He adds that the character is relatable to everyone, saying: “Who hasn’t gone through that? Where you have days with some good, some not so good. It’s just it’s just a story about community and people in love, and family and music and culture.”
Ramos describes his character as the “invisible thread” that runs through the film as we meet the residents of Washington Heights trying to get through their lives – whether it’s the gossip girls from the salon, his cousin Sonny dealing with his immigration status or Abuela Claudia, who just wants to look after the block.
Sonny, Usnavi’s cousin and assistant in his bodega, is an undocumented citizen – a story that has grown in prominence over the last decade or so in the US due to fierce debates around border crossings – with an estimated 10 million people living in the country without the paperwork.
However, Gregory Diaz III, who plays Sonny, told Sky News that despite the problems sprouting from his character’s immigration status, he wanted to portray the good in his life.
He said: “Not wanting (his immigration status) to be something that defines him or something that holds him down – it’s something that both Sonny and I together want to elevate and really push forward those positive messages.”
And he gets his chance on screen, delivering a powerful rap during musical number 96,000, saying that if he won the lottery, he’d invest in education and technology, adding: “Politicians be hatin’, racism in this nation’s gone from latent to blatant, I’ll cash my ticket and picket, invest in protest, never lose my focus ’til the city takes notice.”
Image: Abuela Claudia (Olga Merediz) and Sonny (Gregory Diaz III) share differing stories of immigration in the film. Pic: Warner Bros Studios
Elsewhere in the film, characters Vanessa and Nina also reflect on their experiences of living in Washington Heights – with both having to deal with racism at some point in the film.
Nina is the first of her family, and everyone she knows, to go to university (at Stanford none the less) with her family sacrificing the business to help her – but she drops out amid fears she is racially profiled by those around her, sharing a story about how she was wrongfully accused of stealing from her roommate on her first day.

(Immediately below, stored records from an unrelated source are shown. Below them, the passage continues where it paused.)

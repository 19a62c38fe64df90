//! Biosignal booth engine - Main entry point
//!
//! Acquires cardiac and cortical signals from the configured sources,
//! runs the timed session state machine, and publishes values for the
//! visualization over the Spacebrew pub/sub connection. Tag-in and
//! tag-out arrive as lines on stdin from the booth's badge reader shim.

use std::path::PathBuf;
use std::sync::Arc;

use anyhow::{Context, Result};
use clap::Parser;
use tokio::io::{AsyncBufReadExt, BufReader};
use tokio::signal;
use tracing::{info, warn};
use tracing_subscriber::{layer::SubscriberExt, util::SubscriberInitExt};

use biobooth_common::config::{BoothConfig, EcgSource, EegSource, TimingConfig};
use biobooth_engine::app::BoothContext;
use biobooth_engine::clock::SystemClock;
use biobooth_engine::publish::SpacebrewClient;
use biobooth_engine::session::SessionEngine;
use biobooth_engine::Shutdown;

/// Command-line arguments for the booth engine
#[derive(Parser, Debug)]
#[command(name = "biobooth-engine")]
#[command(about = "Biosignal acquisition and session engine for the booth exhibit")]
#[command(version)]
struct Args {
    /// Path to a TOML configuration file
    #[arg(short, long, env = "BIOBOOTH_CONFIG")]
    config: Option<PathBuf>,

    /// Pub/sub server host
    #[arg(long, env = "BIOBOOTH_SERVER")]
    server: Option<String>,

    /// Pub/sub server port
    #[arg(long, env = "BIOBOOTH_PORT")]
    port: Option<u16>,

    /// Client name announced to the pub/sub server
    #[arg(long, env = "BIOBOOTH_CLIENT_NAME")]
    client_name: Option<String>,

    /// Cardiac source: sim or serial
    #[arg(long, env = "BIOBOOTH_ECG")]
    ecg: Option<EcgSource>,

    /// Serial device for the cardiac source
    #[arg(long, env = "BIOBOOTH_SERIAL_PORT")]
    serial_port: Option<String>,

    /// Cortical source: sim or udp
    #[arg(long, env = "BIOBOOTH_EEG")]
    eeg: Option<EegSource>,

    /// UDP bind address for the cortical OSC listener
    #[arg(long, env = "BIOBOOTH_OSC_BIND")]
    osc_bind: Option<String>,

    /// Timing preset: live or debug
    #[arg(long, env = "BIOBOOTH_TIMING")]
    timing: Option<String>,
}

impl Args {
    /// Layer CLI/env values over the file/default configuration
    fn apply(&self, mut config: BoothConfig) -> Result<BoothConfig> {
        if let Some(server) = &self.server {
            config.server = server.clone();
        }
        if let Some(port) = self.port {
            config.port = port;
        }
        if let Some(name) = &self.client_name {
            config.client_name = name.clone();
        }
        if let Some(ecg) = self.ecg {
            config.ecg_source = ecg;
        }
        if let Some(serial_port) = &self.serial_port {
            config.serial_port = serial_port.clone();
        }
        if let Some(eeg) = self.eeg {
            config.eeg_source = eeg;
        }
        if let Some(osc_bind) = &self.osc_bind {
            config.osc_bind = osc_bind.clone();
        }
        if let Some(preset) = &self.timing {
            config.timing = TimingConfig::preset(preset).context("invalid timing preset")?;
        }
        Ok(config)
    }
}

#[tokio::main]
async fn main() -> Result<()> {
    tracing_subscriber::registry()
        .with(
            tracing_subscriber::EnvFilter::try_from_default_env()
                .unwrap_or_else(|_| "biobooth_engine=debug,biobooth_common=debug".into()),
        )
        .with(tracing_subscriber::fmt::layer())
        .init();

    let args = Args::parse();
    let config = args.apply(
        BoothConfig::load(args.config.as_deref()).context("Failed to load configuration")?,
    )?;

    info!(
        "Starting booth engine as '{}' against {}:{}",
        config.client_name, config.server, config.port
    );

    let sink = Arc::new(
        SpacebrewClient::connect(&config.server, config.port, &config.client_name)
            .await
            .context("Failed to connect to the pub/sub server")?,
    );

    let shutdown = Shutdown::new();
    let context = BoothContext::build(&config, sink, Arc::new(SystemClock), shutdown.clone())
        .context("Failed to build the booth engine")?;

    let engine_task = tokio::spawn(Arc::clone(&context.engine).run(shutdown.clone()));
    tokio::spawn(badge_reader_loop(Arc::clone(&context.engine)));

    shutdown_signal().await;
    shutdown.signal();
    let _ = engine_task.await;
    context.stop();

    info!("Booth engine shutdown complete");
    Ok(())
}

/// Translate stdin lines from the badge reader shim into session events.
/// Any non-empty line other than "out" counts as a tag-in.
async fn badge_reader_loop(engine: Arc<SessionEngine>) {
    let mut lines = BufReader::new(tokio::io::stdin()).lines();
    loop {
        match lines.next_line().await {
            Ok(Some(line)) => match line.trim() {
                "" => {}
                "out" => engine.tag_out(),
                _ => engine.tag_in(),
            },
            Ok(None) => {
                info!("stdin closed, badge reader loop exiting");
                break;
            }
            Err(e) => {
                warn!("badge reader read failed: {e}");
                break;
            }
        }
    }
}

/// Graceful shutdown signal handler
async fn shutdown_signal() {
    let ctrl_c = async {
        signal::ctrl_c()
            .await
            .expect("Failed to install Ctrl+C handler");
    };

    #[cfg(unix)]
    let terminate = async {
        signal::unix::signal(signal::unix::SignalKind::terminate())
            .expect("Failed to install signal handler")
            .recv()
            .await;
    };

    #[cfg(not(unix))]
    let terminate = std::future::pending::<()>();

    tokio::select! {
        _ = ctrl_c => {
            info!("Received Ctrl+C, shutting down");
        },
        _ = terminate => {
            info!("Received terminate signal, shutting down");
        },
    }
}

Her father, Kevin, who is played by West Wing and Star Wars actor Jimmy Smits, secretly sells his cab company to a wealthy developer (who is slowly taking over the whole block, pricing out the local community) to get her back in – but it is Sonny’s story that gives her the drive to go back to California.
Vanessa dreams of being a fashion designer and has saved a deposit (in cash) for an apartment in Downtown Manhattan where she can work from – however when she goes to hand over the money, she’s told her credit isn’t good enough, despite having cash and rent upfront, before a seemingly middle-class white couple is welcomed into the property instead.
Image: Vanessa (Melissa Barrera) faces a struggle to achieve her dream of being a fashion designer. Pic: Warner Bros Studios
Melissa Barrera, a Mexican music and TV star, who plays Vanessa, told Sky News: “I think it’s a reflection of how a lot of things have not changed in a really long time and how certain communities continue to feel ostracised, especially in countries where they’re minorities.
“I think it’s about time to see their stories told in a positive light and to honour and acknowledge the contributions that communities like these have.”
Leslie Grace, who plays Nina, added: “I think it does reflect that on lots of things we still have a lot of work to do… but it also is aspirational in the sense that we can do it.”
Image: The salon girls offer some comic relief in the film. Pic: Warner Bros Studios
Completing the ensemble we have:
• The salon girls, who share gossip about the Heights in their beauty parlour (Brooklyn 99 fans will spot Stephanie Beatriz ditching the no-nonsense, gruff-voiced attitude of cop Rosa, for the excitable and bouncy hairdresser Carla).
• Benny, played by Walking Dead actor Corey Hawkins, the film’s only black character who works for Nina’s dad and is Usnavi’s best friend, dreams of going to business school. He is worried about the Heights becoming too expensive for the long-standing community there.
• Abuela Claudia, the community matriarch played by Olga Merediz, who performs an emotional number on how her family came from Cuba, lived in relative poverty and didn’t stop working until her parents passed away.
Merediz, who also originated the role of Abuela Claudia on Broadway in 2008, told Sky News: “I want everybody to see us and to see that we are just like everyone else.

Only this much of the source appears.